Positive Versorgungseffekte sind entweder ein medizinischer Nutzen oder patientenrelevante Struktur- und Verfahrensverbesserungen (pSVV) in der Versorgung.9 Der Hersteller kann wählen, ob er einen medizinischen Nutzen oder pSVV kumulativ nachweist, aber auch eine Beschränkung auf nur eine Kategorie positiver Versorgungseffekte ist zulässig.10 Während der Nachweis eines medizinischen Nutzens im SGB V nicht neu ist und Grundvoraussetzung für die Erstattung des Großteils der Leistungen der gesetzlichen Krankenversicherung, hat der Gesetzgeber mit den pSVV eine neue „Nutzenkategorie“11 eingeführt und „absichtlich Neuland betreten“12. Das Konzept der pSVV trägt dem Umstand Rechnung, dass DiGA gerade in Bezug auf Prozesse bei Patient*innen gute und neue Möglichkeiten für eine Verbesserung der Versorgung bieten.13 Die pSVV in der Versorgung sind auf eine Unterstützung des Gesundheitshandelns der Patient*innen oder eine Integration der Abläufe zwischen Patient*innen und Leistungserbringern ausgerichtet und umfassen insbesondere die Bereiche Koordination der Behandlungsabläufe, Ausrichtung der Behandlung an Leitlinien und anerkannten Standards, Adhärenz, Erleichterung des Zugangs zur Versorgung, Patientensicherheit, Gesundheitskompetenz, Patientensouveränität, Bewältigung krankheitsbedingter Schwierigkeiten im Alltag oder Reduzierung der therapiebedingten Aufwände und Belastungen der Patient*innen und ihrer Angehörigen.14 Von den derzeit15 gelisteten 31 DiGA weisen 30 einen medizinischen Nutzen auf, acht von ihnen generieren zusätzlich zum medizinischen Nutzen auch noch eine oder mehrere pSVV. Nur eine DiGA hat als positiven Versorgungseffekt ausschließlich eine pSVV.
Generierung positiver Versorgungseffekte durch nicht medizinproduktliche Nebenfunktion
Im Hinblick auf die geforderte Generierung positiver Versorgungseffekte stellt sich die Frage, ob diese auch durch eine nicht medizinproduktliche Funktion einer Software generiert werden können oder ob der positive Versorgungseffekt stets mit der medizinproduktlichen Hauptfunktion verknüpft sein muss. Weder SGB V, die Digitale-Gesundheitsanwendungen-Verordnung (DiGAV) noch der Leitfaden des BfArM zum DiGA-Verfahren geben eine eindeutige Antwort auf diese Frage, die uns auch in unserer Beratungspraxis immer wieder begegnet.

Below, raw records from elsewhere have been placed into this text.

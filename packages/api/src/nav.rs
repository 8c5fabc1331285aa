//! # Role-gated navigation model
//!
//! [`sections`] turns the session identity into the ordered list of menu
//! entries the navbar renders. Each [`Section`] also knows its route path and
//! the [`Access`] its view checks, so the menu and the views cannot disagree.
//!
//! | Identity | Entries |
//! |---|---|
//! | logged out | Sign Up, Sign In |
//! | citizen | Assets, Family, Documents, Finances, Welfare Schemes, Issues, Infrastructure, Profile |
//! | employee | the one entry for the held role, then Profile |
//! | admin | Workspace |
//! | agency | the workspace for the held role, then Profile |
//!
//! Every logged-in identity also gets Logout at the end. An unrecognised role
//! spelling contributes no role entry.

use crate::roles::{Access, Role, UserType};
use crate::session::Identity;

#[derive(Clone, Copy, Debug, PartialEq, Eq, Hash)]
pub enum Section {
    Home,
    SignUp,
    SignIn,
    CitizenAssets,
    CitizenFamily,
    CitizenDocuments,
    CitizenFinances,
    CitizenWelfare,
    CitizenIssues,
    CitizenInfrastructure,
    CitizenProfile,
    Employee(Role),
    EmployeeProfile,
    Admin,
    Agency(Role),
    AgencyProfile,
    Logout,
}

impl Section {
    pub const CITIZEN: [Section; 8] = [
        Section::CitizenAssets,
        Section::CitizenFamily,
        Section::CitizenDocuments,
        Section::CitizenFinances,
        Section::CitizenWelfare,
        Section::CitizenIssues,
        Section::CitizenInfrastructure,
        Section::CitizenProfile,
    ];

    pub fn path(self) -> &'static str {
        match self {
            Section::Home | Section::Logout => "/",
            Section::SignUp => "/signup",
            Section::SignIn => "/signin",
            Section::CitizenAssets => "/citizen/assets",
            Section::CitizenFamily => "/citizen/family",
            Section::CitizenDocuments => "/citizen/documents",
            Section::CitizenFinances => "/citizen/finances",
            Section::CitizenWelfare => "/citizen/welfare",
            Section::CitizenIssues => "/citizen/issues",
            Section::CitizenInfrastructure => "/citizen/infrastructure",
            Section::CitizenProfile => "/citizen/profile",
            Section::Employee(role) => match role {
                Role::Asset => "/employee/assets",
                Role::Family => "/employee/family",
                Role::Issues => "/employee/issues",
                Role::Document => "/employee/documents",
                Role::FinancialData => "/employee/finances",
                Role::WelfareScheme => "/employee/welfare-scheme",
                Role::Infrastructure => "/employee/infrastructure",
                Role::EnvironmentalData => "/employee/environment",
            },
            Section::EmployeeProfile => "/employee/profile",
            Section::Admin => "/admin",
            Section::Agency(Role::Infrastructure) => "/govt_infra",
            Section::Agency(_) => "/govt_welf",
            Section::AgencyProfile => "/govt/profile",
        }
    }

    pub fn label(self) -> &'static str {
        match self {
            Section::Home => "Home",
            Section::SignUp => "Sign Up",
            Section::SignIn => "Sign In",
            Section::CitizenAssets => "Assets",
            Section::CitizenFamily => "Family",
            Section::CitizenDocuments => "Documents",
            Section::CitizenFinances => "Finances",
            Section::CitizenWelfare => "Welfare Schemes",
            Section::CitizenIssues => "Issues",
            Section::CitizenInfrastructure => "Infrastructure",
            Section::CitizenProfile | Section::EmployeeProfile | Section::AgencyProfile => {
                "Profile"
            }
            Section::Employee(role) => match role {
                Role::Asset => "Assets",
                Role::Family => "Family",
                Role::Issues => "Issues",
                Role::Document => "Documents",
                Role::FinancialData => "Finances",
                Role::WelfareScheme => "Welfare Schemes",
                Role::Infrastructure => "Infrastructure",
                Role::EnvironmentalData => "Environmental Data",
            },
            Section::Admin | Section::Agency(_) => "Workspace",
            Section::Logout => "Logout",
        }
    }

    /// What the section's view requires of the session.
    pub fn access(self) -> Access {
        match self {
            Section::Home | Section::SignUp | Section::SignIn | Section::Logout => Access::Anyone,
            Section::CitizenAssets
            | Section::CitizenFamily
            | Section::CitizenDocuments
            | Section::CitizenFinances
            | Section::CitizenWelfare
            | Section::CitizenIssues
            | Section::CitizenInfrastructure
            | Section::CitizenProfile => Access::Kind(UserType::Citizen),
            Section::Employee(role) => Access::employee(role),
            Section::EmployeeProfile => Access::Kind(UserType::PanchayatEmployee),
            Section::Admin => Access::Kind(UserType::Admin),
            Section::Agency(role) => Access::agency(role),
            Section::AgencyProfile => Access::Kind(UserType::GovernmentAgency),
        }
    }
}

/// Menu entries for an identity, in display order.
pub fn sections(identity: &Identity) -> Vec<Section> {
    let Some(user_type) = identity.user_type else {
        return vec![Section::SignUp, Section::SignIn];
    };

    let role = identity.role().filter(|r| user_type.roles().contains(r));
    let mut entries = match user_type {
        UserType::Citizen => Section::CITIZEN.to_vec(),
        UserType::PanchayatEmployee => role
            .map(Section::Employee)
            .into_iter()
            .chain([Section::EmployeeProfile])
            .collect(),
        UserType::Admin => vec![Section::Admin],
        UserType::GovernmentAgency => role
            .map(Section::Agency)
            .into_iter()
            .chain([Section::AgencyProfile])
            .collect(),
    };
    entries.push(Section::Logout);

    debug_assert!(entries.iter().all(|s| s.access().permits(identity)));
    entries
}

#[cfg(test)]
mod tests {
    use super::*;

    fn identity(user_type: Option<UserType>, role: &str) -> Identity {
        Identity {
            user_type,
            role: role.to_string(),
            ..Identity::default()
        }
    }

    #[test]
    fn test_logged_out() {
        assert_eq!(
            sections(&Identity::default()),
            vec![Section::SignUp, Section::SignIn]
        );
    }

    #[test]
    fn test_citizen_sees_all_citizen_sections() {
        let entries = sections(&identity(Some(UserType::Citizen), ""));
        assert_eq!(entries.len(), 9);
        assert_eq!(entries[..8], Section::CITIZEN);
        assert_eq!(entries.last(), Some(&Section::Logout));
    }

    #[test]
    fn test_employee_sees_only_held_role() {
        let entries = sections(&identity(Some(UserType::PanchayatEmployee), "DOCUMENT"));
        assert_eq!(
            entries,
            vec![
                Section::Employee(Role::Document),
                Section::EmployeeProfile,
                Section::Logout
            ]
        );
        assert_eq!(entries[0].path(), "/employee/documents");
    }

    #[test]
    fn test_misspelled_role_contributes_nothing() {
        let entries = sections(&identity(Some(UserType::PanchayatEmployee), "FIANNCIAL_DATA"));
        assert_eq!(entries, vec![Section::EmployeeProfile, Section::Logout]);
    }

    #[test]
    fn test_agency_workspace_by_role() {
        let welfare = sections(&identity(Some(UserType::GovernmentAgency), "WELFARE_SCHEME"));
        assert_eq!(welfare[0].path(), "/govt_welf");
        let infra = sections(&identity(Some(UserType::GovernmentAgency), "INFRASTRUCTURE"));
        assert_eq!(infra[0].path(), "/govt_infra");
        // An employee-only role gives an agency no workspace
        let odd = sections(&identity(Some(UserType::GovernmentAgency), "ASSET"));
        assert_eq!(odd, vec![Section::AgencyProfile, Section::Logout]);
    }

    #[test]
    fn test_admin() {
        assert_eq!(
            sections(&identity(Some(UserType::Admin), "")),
            vec![Section::Admin, Section::Logout]
        );
    }

    #[test]
    fn test_every_entry_passes_its_own_gate() {
        for kind in UserType::ALL {
            for role in Role::EMPLOYEE {
                let who = identity(Some(kind), role.as_str());
                for section in sections(&who) {
                    assert!(section.access().permits(&who), "{section:?} for {kind}/{role}");
                }
            }
        }
    }
}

Wir sind der Auffassung, dass der positive Versorgungseffekt auch ausschließlich durch eine nicht medizinproduktliche Funktion der DiGA erzeugt werden kann. Für diese Ansicht spricht zunächst der Wortlaut der gesetzlichen Vorschriften. § 33a Abs. 1 Satz 1 SGB V definiert die DiGA als ein Medizinprodukt, dessen Hauptfunktion wesentlich auf digitalen Technologien beruht und die dazu bestimmt sind, die Erkennung, Überwachung, Behandlung oder Linderung von Krankheiten bzw. Erkennung, Behandlung, Linderung oder Kompensierung von Verletzungen oder Behinderungen zu unterstützen. Es können solche DiGA in das DiGA-Verzeichnis aufgenommen werden, sofern der Hersteller nachweisen kann, „dass die digitale Gesundheitsanwendung […] positive Versorgungseffekte aufweist“.16
Dies bedeutet, dass die DiGA in ihrer Gesamtheit positive Versorgungseffekte generieren muss, nicht jedoch das in ihr verkörperte Medizinprodukt. Diese Auslegung findet sich auch durch Sinn und Zweck der gesetzlichen Vorschriften bestätigt. Insbesondere die vom Gesetzgeber beispielhaft genannten pSVV (Koordination der Behandlungsabläufe, Ausrichtung der Behandlung an Leitlinien und anerkannten Standards, Adhärenz, Erleichterung des Zugangs zur Versorgung, Patientensicherheit, Gesundheitskompetenz, Patientensouveränität, Bewältigung krankheitsbedingter Schwierigkeiten im Alltag oder Reduzierung der therapiebedingten Aufwände und Belastungen der Patienten und ihrer Angehörigen) können (auch) durch nicht medizinproduktliche Funktionalitäten erreicht werden. Nach dem DiGA- Leitfaden geht das Konzept der pSVV „davon aus, dass DiGA die notwendigen Mittel und Strukturen liefern können, um die Rolle der Patientinnen und Patienten in der Gesundheitsversorgung wesentlich zu stärken, ihre Stellung durch Information, Mitwirkung und Mitentscheidung zu verbessern und ihren Therapiebeitrag strukturiert zu unterstützen und leitliniengerecht zu gestalten“. Die im DiGA-Leitfaden erwähnten Ziele der pSVV erfordern keine medizinproduktliche Komponente. Dieses Verständnis wird auch durch die im DiGA-Leitfaden genannten Beschreibungen der pSVV bestätigt. So heißt es zur pSVV Koordination der Behandlungsabläufe, „Versorgungsverbesserungen können sich […] aus niederschwelligen anlassbezogenen Kommunikationsmöglichkeiten ergeben“. In Bezug auf die pSVV Gesundheitskompetenz führt der DiGA-Leitfaden aus: „DiGA können im Kontext einer Behandlung den Patientinnen und Patienten relevante, für ihr eigenes Handeln wichtige Gesundheitsinformationen zur Verfügung stellen und sie durch eine anlassbezogene, zielgruppengerecht aufbereitete und individualisierte Darbietung gezielt bei dem Verständnis und bei der Umsetzung unterstützen, um so den Erfolg einer Therapie zu stärken und abzusichern.“ Auch rein edukative Inhalte (= kein Medizinprodukt) können bspw. die Adhärenz oder die Gesundheitskompetenz steigern.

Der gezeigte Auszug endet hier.